The great thing about the TPP system, which is a booster pump system, is that it automatically adapts to the amount of water demand. It adjusts the speed of the motor to maintain constant pressure and if the water demand increases, it simply increases the speed of the motor to match the amount of water needed. That’s great in this type of situation.

If your livestock are drinking and there’s a sprinkler running, your pump is going to run a little bit faster to make sure both are getting the water they need in this scenario. Let’s think we have a stock tank that’s plumbed into our TPP system and then we also have a solenoid valve and a sprinkler running off for the pasture. The cows could be drinking from a stock tank and when the water lowers and the float valve turns on, water is going to start flowing into the stock tank and the pump is going to automatically sense that and turn on in order to maintain constant pressure across the system.

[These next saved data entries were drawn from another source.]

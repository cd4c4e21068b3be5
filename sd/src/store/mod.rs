//! Shared backlog storage
//!
//! The scheduler keeps one `QueueState` record per state key. Every
//! backend must apply `update` as a single atomic read-modify-write, so
//! concurrent schedulers never compute their delay from the same snapshot.

mod memory;
mod sqlite;

use std::sync::Arc;

use async_trait::async_trait;
use thiserror::Error;
use tracing::debug;

use crate::config::{StoreBackend, StoreConfig};
use crate::scheduler::QueueState;

pub use memory::MemoryStateStore;
pub use sqlite::SqliteStateStore;

/// Mutation applied inside an atomic update
pub type StateUpdate = Box<dyn FnOnce(Option<QueueState>) -> QueueState + Send>;

/// Record before and after an atomic update
#[derive(Debug, Clone, Copy, PartialEq, Eq)]
pub struct StateTransition {
    pub previous: Option<QueueState>,
    pub current: QueueState,
}

/// Errors from a state store backend
#[derive(Debug, Error)]
pub enum StoreError {
    #[error("State store unavailable: {0}")]
    Unavailable(String),

    #[error("State store backend error: {0}")]
    Backend(String),

    #[error(transparent)]
    Persistent(#[from] statestore::StoreError),
}

/// Key-value store holding backlog records
#[async_trait]
pub trait StateStore: Send + Sync {
    /// Read a record
    async fn get(&self, key: &str) -> Result<Option<QueueState>, StoreError>;

    /// Overwrite a record
    async fn set(&self, key: &str, state: QueueState) -> Result<(), StoreError>;

    /// Atomically replace a record with `f(previous)`
    async fn update(&self, key: &str, f: StateUpdate) -> Result<StateTransition, StoreError>;
}

/// Open the backend named in the configuration
pub fn open_store(config: &StoreConfig) -> Result<Arc<dyn StateStore>, StoreError> {
    debug!(?config, "open_store: called");
    match config.backend {
        StoreBackend::Memory => Ok(Arc::new(MemoryStateStore::new())),
        StoreBackend::Sqlite => Ok(Arc::new(SqliteStateStore::open(&config.path)?)),
    }
}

While that stock tank is refilling, we could also have that solenoid valve turn on in a 10 gallon per minute sprinkler and start going in the pasture. The TPP is automatically going to ramp up in speed to make sure there’s enough water for the livestock trough and enough for the sprinkler system. When one turns off, the motor simply slows down because it can sense that water change and knows it doesn’t need to run as fast in order to maintain that constant pressure. The system automatically adapts to the amount of water being used at any given time. When everything turns off, the pump will sense that and shut down into low power mode. It continues to sit there and wait until it senses more water is needed before it turns back on.

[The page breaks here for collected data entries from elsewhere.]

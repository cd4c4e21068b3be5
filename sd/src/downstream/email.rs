//! Transactional email via a Resend-compatible API

use std::time::Duration;

use async_trait::async_trait;
use reqwest::Client;
use serde::{Deserialize, Serialize};
use serde_json::{Map, Value, json};
use tracing::{debug, info};

use super::{Downstream, DownstreamError, read_response, transport_error};
use crate::config::EmailConfig;
use crate::scheduler::ScheduledRequest;

/// Fields an email request cannot do without
pub const REQUIRED_EMAIL_FIELDS: [&str; 4] = ["to", "from", "subject", "html"];

/// One address or a list of them
#[derive(Debug, Clone, PartialEq, Eq, Serialize, Deserialize)]
#[serde(untagged)]
pub enum EmailRecipients {
    One(String),
    Many(Vec<String>),
}

/// Email to send; unknown options (cc, bcc, reply_to, text) pass through
#[derive(Debug, Clone, Serialize, Deserialize)]
pub struct EmailRequest {
    pub to: EmailRecipients,
    pub from: String,
    pub subject: String,
    pub html: String,
    #[serde(flatten)]
    pub extra: Map<String, Value>,
}

#[derive(Debug, Deserialize)]
struct SendResponse {
    id: Option<String>,
}

/// Names of required fields that are absent or empty
pub fn missing_email_fields(body: &Value) -> Vec<&'static str> {
    REQUIRED_EMAIL_FIELDS
        .iter()
        .copied()
        .filter(|field| match body.get(*field) {
            None | Some(Value::Null) => true,
            Some(Value::String(s)) => s.trim().is_empty(),
            Some(Value::Array(items)) => items.is_empty(),
            Some(_) => false,
        })
        .collect()
}

/// Email API client
pub struct EmailClient {
    base_url: String,
    http: Client,
    timeout: Duration,
}

impl EmailClient {
    pub fn new(base_url: impl Into<String>, timeout: Duration) -> Result<Self, DownstreamError> {
        let http = Client::builder().timeout(timeout).build().map_err(DownstreamError::Network)?;
        Ok(Self {
            base_url: base_url.into().trim_end_matches('/').to_string(),
            http,
            timeout,
        })
    }

    pub fn from_config(config: &EmailConfig) -> Result<Self, DownstreamError> {
        debug!(?config, "EmailClient::from_config: called");
        Self::new(config.base_url.clone(), config.timeout())
    }

    /// Send one email, returning the provider's message id
    pub async fn send(&self, email: &EmailRequest, api_key: &str) -> Result<Option<String>, DownstreamError> {
        let url = format!("{}/emails", self.base_url);
        debug!(%url, subject = %email.subject, "EmailClient::send: called");

        let response = self
            .http
            .post(url)
            .bearer_auth(api_key)
            .json(email)
            .send()
            .await
            .map_err(|e| transport_error(e, self.timeout))?;

        let body = read_response(response).await?;
        let sent: SendResponse = serde_json::from_value(body)?;
        Ok(sent.id)
    }
}

#[async_trait]
impl Downstream for EmailClient {
    async fn call(&self, request: &ScheduledRequest) -> Result<Value, DownstreamError> {
        let missing = missing_email_fields(&request.data);
        if !missing.is_empty() {
            return Err(DownstreamError::InvalidPayload(format!(
                "missing required fields: {}",
                missing.join(", ")
            )));
        }
        let email: EmailRequest = serde_json::from_value(request.data.clone())
            .map_err(|e| DownstreamError::InvalidPayload(e.to_string()))?;

        let message_id = self.send(&email, &request.credential).await?;
        info!(request_id = %request.id, ?message_id, "Email sent");
        Ok(json!({"success": true, "messageId": message_id}))
    }
}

The second part of that question is, “How far can I run my line over to my sprinklers without affecting performance?” That’s going to come down to the diameter of the pipe you’re running and the flow rate; the amount of water your sprinkles are using. We want to make sure the diameter of the pipe is large enough so there’s not too much frictional loss inside the pipe, so sprinklers aren’t getting sufficient pressure.

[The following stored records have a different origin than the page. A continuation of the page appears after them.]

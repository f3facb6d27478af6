use lloyd_kmeans::{
    assign_clusters, kmeans_lloyd, run_kmeans, EmptyClusterPolicy, InitStrategy, KMeans,
    KMeansConfig, KMeansError, Metric, Point2,
};
use ndarray::{Array1, Array2};
use ndarray_rand::rand_distr::Uniform;
use ndarray_rand::RandomExt;
use rand::SeedableRng;
use rand_chacha::ChaCha8Rng;

const SCALARS: [f64; 25] = [
    1.0, 3.0, 5.0, 7.0, 9.0, 10.0, 12.0, 12.0, 14.0, 15.0, 17.0, 18.0, 19.0, 22.0, 24.0, 26.0,
    27.0, 29.0, 30.0, 31.0, 32.0, 35.0, 37.0, 49.0, 59.0,
];

fn demo_points() -> Vec<Point2> {
    [
        (11.0, 52.0),
        (43.0, 24.0),
        (5.0, 57.0),
        (52.0, 4.0),
        (94.0, 22.0),
        (15.0, 56.0),
        (21.0, 47.0),
        (50.0, 14.0),
        (2.0, 86.0),
        (92.0, 25.0),
        (14.0, 34.0),
        (22.0, 27.0),
    ]
    .into_iter()
    .map(Point2::from)
    .collect()
}

/// Generate points scattered around `n_clusters` random centers
fn generate_clustered_data(
    n_samples: usize,
    n_features: usize,
    n_clusters: usize,
    seed: u64,
) -> Vec<Array1<f64>> {
    let mut rng = ChaCha8Rng::seed_from_u64(seed);

    let centers = Array2::random_using(
        (n_clusters, n_features),
        Uniform::new(-10.0, 10.0),
        &mut rng,
    );
    let noise = Array2::random_using(
        (n_samples, n_features),
        Uniform::new(-0.5, 0.5),
        &mut rng,
    );

    (0..n_samples)
        .map(|i| &centers.row(i % n_clusters) + &noise.row(i))
        .collect()
}

/// Every dataset item appears in exactly one cluster
fn assert_partition<T: Metric>(data: &[T], clusters: &[Vec<T>]) {
    let total: usize = clusters.iter().map(Vec::len).sum();
    assert_eq!(total, data.len(), "clusters should cover the dataset");

    for item in data {
        let expected = data.iter().filter(|x| *x == item).count();
        let found: usize = clusters
            .iter()
            .map(|c| c.iter().filter(|x| *x == item).count())
            .sum();
        assert_eq!(found, expected, "item {:?} should appear exactly once", item);
    }
}

// ============================================================================
// Scenario Tests
// ============================================================================

#[test]
fn test_scalar_scenario() {
    let result = run_kmeans(&SCALARS, 5).unwrap();

    assert_eq!(result.centroids.len(), 5);
    assert_eq!(result.clusters.len(), 5);
    assert!(
        result.clusters.iter().all(|c| !c.is_empty()),
        "no cluster should be empty"
    );
    assert_partition(&SCALARS, &result.clusters);

    // Order clusters by centroid: means strictly increase and clusters are
    // contiguous ranges of the sorted data
    let mut order: Vec<usize> = (0..5).collect();
    order.sort_by(|&a, &b| {
        result.centroids[a]
            .partial_cmp(&result.centroids[b])
            .unwrap()
    });
    for pair in order.windows(2) {
        let (lo, hi) = (pair[0], pair[1]);
        assert!(result.centroids[lo] < result.centroids[hi]);

        let lo_max = result.clusters[lo].iter().cloned().fold(f64::MIN, f64::max);
        let hi_min = result.clusters[hi].iter().cloned().fold(f64::MAX, f64::min);
        assert!(lo_max < hi_min, "clusters should be contiguous");
    }
}

#[test]
fn test_scalar_scenario_many_seeds() {
    for seed in 0..20 {
        let config = KMeansConfig::new(5).with_seed(seed);
        let mut kmeans = KMeans::with_config(config);
        kmeans.train(&SCALARS).unwrap();

        let clusters = kmeans.clusters().unwrap();
        assert!(clusters.iter().all(|c| !c.is_empty()), "seed {}", seed);
        assert_partition(&SCALARS, clusters);
    }
}

#[test]
fn test_points_scenario() {
    let data = demo_points();

    for seed in 0..10 {
        let config = KMeansConfig::new(5)
            .with_seed(seed)
            .with_max_iters(Some(50));
        let mut kmeans = KMeans::with_config(config);
        kmeans.train(&data).unwrap();

        let result = kmeans.result().unwrap();
        assert!(result.n_iterations < 50);
        assert_eq!(result.centroids.len(), 5);
        assert_eq!(result.labels.len(), 12);
        assert_partition(&data, &result.clusters);
    }
}

#[test]
fn test_points_scenario_range_init() {
    let data = demo_points();
    let config = KMeansConfig::new(5)
        .with_init(InitStrategy::Range)
        .with_seed(3)
        .with_max_iters(Some(50));
    let mut rng = ChaCha8Rng::seed_from_u64(config.seed);

    let result = kmeans_lloyd(&data, &config, &mut rng).unwrap();

    assert_eq!(result.centroids.len(), 5);
    assert_partition(&data, &result.clusters);
}

#[test]
fn test_range_init_over_huge_span() {
    let data = [-1e308, 0.0, 1e308];
    let config = KMeansConfig::new(3)
        .with_init(InitStrategy::Range)
        .with_seed(5);
    let mut rng = ChaCha8Rng::seed_from_u64(config.seed);

    let result = kmeans_lloyd(&data, &config, &mut rng).unwrap();

    assert_eq!(result.clusters.len(), 3);
    assert_partition(&data, &result.clusters);
}

// ============================================================================
// Correctness Tests
// ============================================================================

#[test]
fn test_fixed_point_property() {
    let data = demo_points();
    let result = run_kmeans(&data, 4).unwrap();

    let (clusters, labels) = assign_clusters(&data, &result.centroids).unwrap();
    assert_eq!(clusters, result.clusters);
    assert_eq!(labels, result.labels);

    // Recomputing the means reproduces the centroids exactly
    for (centroid, cluster) in result.centroids.iter().zip(result.clusters.iter()) {
        if cluster.is_empty() {
            continue;
        }
        assert_eq!(&Point2::mean(cluster).unwrap(), centroid);
    }
}

#[test]
fn test_labels_match_clusters() {
    let result = run_kmeans(&SCALARS, 4).unwrap();

    for (item, &label) in SCALARS.iter().zip(result.labels.iter()) {
        assert!(result.clusters[label].contains(item));
    }
}

#[test]
fn test_high_dimensional_data() {
    let data = generate_clustered_data(200, 4, 5, 42);
    let config = KMeansConfig::new(5).with_seed(42);

    let mut kmeans = KMeans::with_config(config);
    let labels = kmeans.fit_predict(&data).unwrap();

    assert_eq!(labels.len(), 200);
    assert!(labels.iter().all(|&l| l < 5));
    assert_partition(&data, kmeans.clusters().unwrap());

    // Predicting on the training data reproduces the training labels
    assert_eq!(kmeans.predict(&data).unwrap(), labels);
}

#[test]
fn test_uniform_random_vectors() {
    let mut rng = ChaCha8Rng::seed_from_u64(2024);
    let raw = Array2::random_using((300, 8), Uniform::new(-1.0, 1.0), &mut rng);
    let data: Vec<Array1<f64>> = raw.outer_iter().map(|row| row.to_owned()).collect();

    let result = run_kmeans(&data, 6).unwrap();

    assert_eq!(result.centroids.len(), 6);
    assert!(result.centroids.iter().all(|c| c.len() == 8));
    assert_partition(&data, &result.clusters);
}

// ============================================================================
// Reproducibility Tests
// ============================================================================

#[test]
fn test_reproducibility_with_seed() {
    let data = generate_clustered_data(150, 3, 4, 7);
    let config = KMeansConfig::new(4).with_seed(123);

    let mut a = KMeans::with_config(config.clone());
    let mut b = KMeans::with_config(config);
    a.train(&data).unwrap();
    b.train(&data).unwrap();

    assert_eq!(a.result(), b.result());
}

#[test]
fn test_injected_rng_is_used() {
    let config = KMeansConfig::new(5).with_init(InitStrategy::Range);

    let first = kmeans_lloyd(&SCALARS, &config, &mut ChaCha8Rng::seed_from_u64(99)).unwrap();
    let second = kmeans_lloyd(&SCALARS, &config, &mut ChaCha8Rng::seed_from_u64(99)).unwrap();

    assert_eq!(first, second);
}

// ============================================================================
// Edge Cases Tests
// ============================================================================

#[test]
fn test_k_equals_one() {
    let result = run_kmeans(&SCALARS, 1).unwrap();

    assert_eq!(result.clusters[0].len(), SCALARS.len());
    assert_eq!(result.centroids[0], f64::mean(&SCALARS).unwrap());
    assert!(result.n_iterations <= 2);
}

#[test]
fn test_k_equals_n_samples() {
    let data = [1.0, 4.0, 9.0, 16.0, 25.0];
    let result = run_kmeans(&data, data.len()).unwrap();

    assert_eq!(result.n_iterations, 1);
    assert!(result.clusters.iter().all(|c| c.len() == 1));

    let mut centroids = result.centroids.clone();
    centroids.sort_by(|a, b| a.partial_cmp(b).unwrap());
    assert_eq!(centroids, data.to_vec());

    for (centroid, cluster) in result.centroids.iter().zip(result.clusters.iter()) {
        assert_eq!(cluster, &vec![*centroid]);
    }
}

#[test]
fn test_k_equals_n_points() {
    let data = demo_points();
    let result = run_kmeans(&data, data.len()).unwrap();

    assert_eq!(result.n_iterations, 1);
    for (centroid, cluster) in result.centroids.iter().zip(result.clusters.iter()) {
        assert_eq!(cluster, &vec![*centroid]);
    }
}

#[test]
fn test_insufficient_data_for_k() {
    let result = run_kmeans(&SCALARS, SCALARS.len() + 1);
    assert!(matches!(result, Err(KMeansError::InvalidArgument(_))));

    let mut kmeans = KMeans::new(13);
    let result = kmeans.train(&demo_points());
    assert!(matches!(result, Err(KMeansError::InvalidArgument(_))));
    assert!(kmeans.centroids().is_none());
}

#[test]
fn test_invalid_k_zero() {
    let result = run_kmeans(&SCALARS, 0);
    assert!(matches!(result, Err(KMeansError::InvalidArgument(_))));
}

#[test]
fn test_empty_dataset() {
    let data: Vec<Point2> = Vec::new();
    let result = run_kmeans(&data, 1);
    assert!(matches!(result, Err(KMeansError::InvalidArgument(_))));
}

#[test]
fn test_range_init_exhausted() {
    let data = [3.0, 3.0, 3.0, 3.0];
    let config = KMeansConfig::new(2)
        .with_init(InitStrategy::Range)
        .with_max_init_attempts(20);

    let mut kmeans = KMeans::with_config(config);
    let result = kmeans.train(&data);
    assert!(matches!(result, Err(KMeansError::ResourceExhausted(_))));
}

#[test]
fn test_did_not_converge() {
    let config = KMeansConfig::new(5).with_max_iters(Some(0));
    let mut kmeans = KMeans::with_config(config);

    let result = kmeans.train(&SCALARS);
    assert_eq!(result, Err(KMeansError::DidNotConverge { iterations: 0 }));
}

// ============================================================================
// Empty Cluster Policy Tests
// ============================================================================

#[test]
fn test_empty_cluster_policies() {
    let data = [0.0, 1.0, 2.0, 10.0, 11.0, 12.0];
    // Centroid 2 starts out of reach of every item
    let initial = vec![1.0, 11.0, 1000.0];

    let mut keep = KMeans::new(3);
    keep.train_from(&data, initial.clone()).unwrap();
    assert_eq!(keep.centroids().unwrap(), &[1.0, 11.0, 1000.0]);
    assert!(keep.clusters().unwrap()[2].is_empty());

    let mut fail =
        KMeans::with_config(KMeansConfig::new(3).with_empty_cluster(EmptyClusterPolicy::Fail));
    let result = fail.train_from(&data, initial.clone());
    assert_eq!(result, Err(KMeansError::EmptyCluster(2)));

    let mut reseed =
        KMeans::with_config(KMeansConfig::new(3).with_empty_cluster(EmptyClusterPolicy::Reseed));
    reseed.train_from(&data, initial).unwrap();
    let clusters = reseed.clusters().unwrap();
    assert!(clusters.iter().all(|c| !c.is_empty()));
    assert_partition(&data, clusters);
}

In general we probably run about a 1 inch line for most common sprinklers. If you have a sprinkler setup with three or four heads you might go to 1 1/4 in or 1 1/2 inch to make sure there’s enough flow through that pipe to get the water and the pressure over your sprinkler. One of the nice things about the TPP system is the pressure is adjustable, so if you’re finding you’re not quite getting enough pressure out of your sprinkler, you can go back to your pump and increase the pressure up to its maximum limit. A lot of times that’s going to increase the amount of water getting into your sprinkler and it might just make up for a slightly smaller pipe.